## [Saved entries]
# # # # # # #
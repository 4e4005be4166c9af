//! TUI application state: conversation, input, scroll, suggestions, popups.

use std::collections::HashMap;
use std::time::{Duration, Instant};

use ratatui::widgets::ListState;

use crate::core::config::Theme;
use crate::core::history::ConversationMeta;
use crate::core::profile::{Profile, ProfileInfo};
use crate::core::session::Conversation;

use super::constants::{self, Palette};

/// State for the history selector popup (Alt+H).
pub struct HistorySelectorState {
    pub conversations: Vec<ConversationMeta>,
    pub selected_index: usize,
    pub list_state: ListState,
    pub filter: String,
    /// When renaming: (conversation_id, new_title_input).
    pub renaming: Option<(String, String)>,
    /// Error loading conversations or from delete/rename.
    pub error: Option<String>,
    /// Conversation ID -> concatenated message text for full-text search.
    pub content_cache: HashMap<String, String>,
}

/// Scroll position: either a specific line index, or "at bottom" (follow new content).
#[derive(Debug, Clone, Copy, PartialEq, Eq)]
pub enum ScrollPosition {
    Line(usize),
    Bottom,
}

impl Default for ScrollPosition {
    fn default() -> Self {
        Self::Line(0)
    }
}

pub struct App {
    pub(crate) conversation: Conversation,
    pub(crate) profile: Profile,
    pub(crate) theme: Theme,
    /// User input in the text field.
    pub(crate) input: String,
    pub(crate) scroll: ScrollPosition,
    pub(crate) last_max_scroll: usize,
    /// Index of the selected suggested question (Tab to cycle).
    pub(crate) selected_suggestion: usize,
    /// When set, show history selector popup (Alt+H).
    pub(crate) history_selector: Option<HistorySelectorState>,
    /// Esc was pressed; next key = Option+key (Mac terminals with "Use option as meta").
    pub(crate) escape_pending: bool,
    /// When the in-flight request started; drives the spinner.
    pub(crate) loading_since: Option<Instant>,
    /// Short status message and when it expires.
    pub(crate) toast: Option<(String, Instant)>,
}

impl App {
    pub fn new(profile: Profile, theme: Theme) -> Self {
        Self {
            conversation: Conversation::new(),
            profile,
            theme,
            input: String::new(),
            scroll: ScrollPosition::default(),
            last_max_scroll: 0,
            selected_suggestion: 0,
            history_selector: None,
            escape_pending: false,
            loading_since: None,
            toast: None,
        }
    }

    pub(crate) fn info(&self) -> &'static ProfileInfo {
        self.profile.info()
    }

    pub(crate) fn palette(&self) -> &'static Palette {
        constants::palette(self.theme)
    }

    pub(crate) fn is_welcome(&self) -> bool {
        self.conversation.is_empty()
    }

    pub(crate) fn is_loading(&self) -> bool {
        self.conversation.is_loading()
    }

    pub(crate) fn suggestion_count(&self) -> usize {
        self.info().questions.len()
    }

    pub(crate) fn select_next_suggestion(&mut self) {
        let n = self.suggestion_count();
        if n > 0 {
            self.selected_suggestion = (self.selected_suggestion + 1) % n;
        }
    }

    pub(crate) fn select_prev_suggestion(&mut self) {
        let n = self.suggestion_count();
        if n > 0 {
            self.selected_suggestion = (self.selected_suggestion + n - 1) % n;
        }
    }

    pub(crate) fn selected_question(&self) -> Option<&'static str> {
        self.info()
            .questions
            .get(self.selected_suggestion)
            .map(String::as_str)
    }

    pub(crate) fn set_toast(&mut self, message: impl Into<String>) {
        let until = Instant::now() + Duration::from_secs(constants::TOAST_SECS);
        self.toast = Some((message.into(), until));
    }

    /// Current toast text, clearing it once expired.
    pub(crate) fn active_toast(&mut self) -> Option<&str> {
        if self
            .toast
            .as_ref()
            .is_some_and(|(_, until)| *until <= Instant::now())
        {
            self.toast = None;
        }
        self.toast.as_ref().map(|(m, _)| m.as_str())
    }

    /// Reset to a new empty conversation.
    pub(crate) fn new_conversation(&mut self) {
        self.conversation.clear();
        self.loading_since = None;
        self.scroll = ScrollPosition::default();
        self.last_max_scroll = 0;
        self.selected_suggestion = 0;
    }

    /// Replace the current conversation with one loaded from history.
    pub(crate) fn load_conversation(&mut self, conversation: Conversation) {
        self.conversation = conversation;
        self.loading_since = None;
        self.scroll = ScrollPosition::Bottom;
    }

    /// Must be called before scroll_up/scroll_down when at bottom.
    pub(crate) fn materialize_scroll(&mut self) {
        if self.scroll == ScrollPosition::Bottom {
            self.scroll = ScrollPosition::Line(self.last_max_scroll);
        }
    }

    pub(crate) fn scroll_down(&mut self, n: usize) {
        self.materialize_scroll();
        if let ScrollPosition::Line(pos) = self.scroll {
            let next = (pos + n).min(self.last_max_scroll);
            self.scroll = if next == self.last_max_scroll {
                ScrollPosition::Bottom
            } else {
                ScrollPosition::Line(next)
            };
        }
    }

    pub(crate) fn scroll_up(&mut self, n: usize) {
        self.materialize_scroll();
        if let ScrollPosition::Line(pos) = self.scroll {
            self.scroll = ScrollPosition::Line(pos.saturating_sub(n));
        }
    }

    /// Resolve scroll position to a concrete line index.
    pub(crate) fn scroll_line(&self) -> usize {
        match self.scroll {
            ScrollPosition::Line(n) => n.min(self.last_max_scroll),
            ScrollPosition::Bottom => self.last_max_scroll,
        }
    }
}
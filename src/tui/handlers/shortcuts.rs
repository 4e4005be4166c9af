//! Shortcut key handling (History, NewConversation, CycleView, ToggleTheme, Quit).

use std::sync::Arc;

use crate::core::config::Config;
use crate::core::persistence;
use crate::tui::shortcuts::Shortcut;

use super::super::app::App;
use super::super::chat_result::{cancel_pending, save_conversation_if_dirty};
use super::history_selector;
use super::{HandleResult, PendingChat};

/// Context passed to shortcut handlers (reduces parameter count).
pub(super) struct ShortcutContext<'a> {
    pub app: &'a mut App,
    pub config: &'a Arc<Config>,
    pub pending_chat: &'a mut Option<PendingChat>,
}

pub(super) fn handle_shortcut(shortcut: Shortcut, ctx: ShortcutContext<'_>) -> HandleResult {
    let ShortcutContext {
        app,
        config,
        pending_chat,
    } = ctx;
    match shortcut {
        Shortcut::History => {
            if app.history_selector.is_some() {
                app.history_selector = None;
            } else if !app.is_loading() {
                save_conversation_if_dirty(app, config);
                app.history_selector = Some(history_selector::open_history_selector(config));
            }
        }
        Shortcut::NewConversation => {
            cancel_pending(app, pending_chat);
            save_conversation_if_dirty(app, config);
            app.history_selector = None;
            app.new_conversation();
        }
        Shortcut::CycleView => {
            if app.history_selector.is_none()
                && let Some(idx) = app.conversation.last_chart_index()
                && let Some(mode) = app.conversation.cycle_view(idx)
            {
                app.set_toast(format!("View: {}", mode.label()));
            }
        }
        Shortcut::ToggleTheme => {
            app.theme = app.theme.toggled();
            if let Err(e) = persistence::save_theme(app.theme) {
                log::warn!("Failed to save theme: {}", e);
            }
            app.set_toast(format!("Theme: {}", app.theme));
        }
        Shortcut::Quit => return HandleResult::Break,
    }
    HandleResult::Continue
}
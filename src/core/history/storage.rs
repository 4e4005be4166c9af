//! Index and conversation file persistence (index.json, conv_*.json).

use std::fs;
use std::io;
use std::path::{Path, PathBuf};

use serde::{Deserialize, Serialize};

use crate::core::paths;
use crate::core::session::ChatEntry;

use super::ConversationMeta;

fn index_path() -> Option<PathBuf> {
    paths::data_dir().map(|d| d.join("index.json"))
}

fn conv_path(id: &str) -> Option<PathBuf> {
    paths::data_dir().map(|d| d.join(format!("conv_{}.json", id)))
}

#[derive(Debug, Default, Serialize, Deserialize)]
pub(super) struct IndexFile {
    pub(super) conversations: Vec<ConversationMeta>,
}

#[derive(Debug, Serialize, Deserialize)]
struct ConvFile {
    entries: Vec<ChatEntry>,
}

pub(super) fn ensure_data_dir() -> io::Result<PathBuf> {
    let dir = paths::data_dir()
        .ok_or_else(|| io::Error::new(io::ErrorKind::NotFound, "No data directory"))?;
    fs::create_dir_all(&dir)?;
    Ok(dir)
}

/// Write through a sibling tmp file so readers never see a partial file.
fn write_atomic(path: &Path, json: String) -> io::Result<()> {
    let tmp = path.with_extension("tmp");
    fs::write(&tmp, json)?;
    fs::rename(tmp, path)
}

/// Load the conversation index. Returns empty index when no data dir or file not found (first run).
/// Propagates IO errors (permission, disk) and JSON parse errors.
pub(super) fn load_index() -> io::Result<IndexFile> {
    let Some(path) = index_path() else {
        return Ok(IndexFile::default());
    };
    let data = match fs::read_to_string(&path) {
        Ok(d) => d,
        Err(e) if e.kind() == io::ErrorKind::NotFound => return Ok(IndexFile::default()),
        Err(e) => return Err(e),
    };
    serde_json::from_str(&data)
        .map_err(|e| io::Error::new(io::ErrorKind::InvalidData, e.to_string()))
}

pub(super) fn save_index(index: &IndexFile) -> io::Result<()> {
    ensure_data_dir()?;
    let path =
        index_path().ok_or_else(|| io::Error::new(io::ErrorKind::NotFound, "No index path"))?;
    let json = serde_json::to_string_pretty(index)
        .map_err(|e| io::Error::new(io::ErrorKind::InvalidData, e))?;
    write_atomic(&path, json)
}

pub(super) fn read_conv_entries(id: &str) -> Option<Vec<ChatEntry>> {
    let path = conv_path(id)?;
    let data = fs::read_to_string(&path).ok()?;
    match serde_json::from_str::<ConvFile>(&data) {
        Ok(file) => Some(file.entries),
        Err(e) => {
            log::warn!("Unreadable conversation file {}: {}", path.display(), e);
            None
        }
    }
}

pub(super) fn write_conv_file(id: &str, entries: &[ChatEntry]) -> io::Result<()> {
    let path =
        conv_path(id).ok_or_else(|| io::Error::new(io::ErrorKind::NotFound, "No conv path"))?;
    let file = ConvFile {
        entries: entries.to_vec(),
    };
    let json = serde_json::to_string_pretty(&file)
        .map_err(|e| io::Error::new(io::ErrorKind::InvalidData, e))?;
    write_atomic(&path, json)
}

/// Remove a conversation file. A missing file is not an error.
pub(super) fn remove_conv_file(id: &str) -> io::Result<()> {
    let Some(path) = conv_path(id) else {
        return Ok(());
    };
    match fs::remove_file(path) {
        Err(e) if e.kind() != io::ErrorKind::NotFound => Err(e),
        _ => Ok(()),
    }
}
# # # # # # #
## [PROBLEM TO WORK ON]
Repeat, word for word, the lines from the start of the records to the line that contains "drives the spinner.", both of them included, and no others.

## [ANSWER BOX]
repository 4e4005be4166c9af
//! TUI application state: conversation, input, scroll, suggestions, popups.

use std::collections::HashMap;
use std::time::{Duration, Instant};

use ratatui::widgets::ListState;

use crate::core::config::Theme;
use crate::core::history::ConversationMeta;
use crate::core::profile::{Profile, ProfileInfo};
use crate::core::session::Conversation;

use super::constants::{self, Palette};

/// State for the history selector popup (Alt+H).
pub struct HistorySelectorState {
    pub conversations: Vec<ConversationMeta>,
    pub selected_index: usize,
    pub list_state: ListState,
    pub filter: String,
    /// When renaming: (conversation_id, new_title_input).
    pub renaming: Option<(String, String)>,
    /// Error loading conversations or from delete/rename.
    pub error: Option<String>,
    /// Conversation ID -> concatenated message text for full-text search.
    pub content_cache: HashMap<String, String>,
}

/// Scroll position: either a specific line index, or "at bottom" (follow new content).
#[derive(Debug, Clone, Copy, PartialEq, Eq)]
pub enum ScrollPosition {
    Line(usize),
    Bottom,
}

impl Default for ScrollPosition {
    fn default() -> Self {
        Self::Line(0)
    }
}

pub struct App {
    pub(crate) conversation: Conversation,
    pub(crate) profile: Profile,
    pub(crate) theme: Theme,
    /// User input in the text field.
    pub(crate) input: String,
    pub(crate) scroll: ScrollPosition,
    pub(crate) last_max_scroll: usize,
    /// Index of the selected suggested question (Tab to cycle).
    pub(crate) selected_suggestion: usize,
    /// When set, show history selector popup (Alt+H).
    pub(crate) history_selector: Option<HistorySelectorState>,
    /// Esc was pressed; next key = Option+key (Mac terminals with "Use option as meta").
    pub(crate) escape_pending: bool,
    /// When the in-flight request started; drives the spinner.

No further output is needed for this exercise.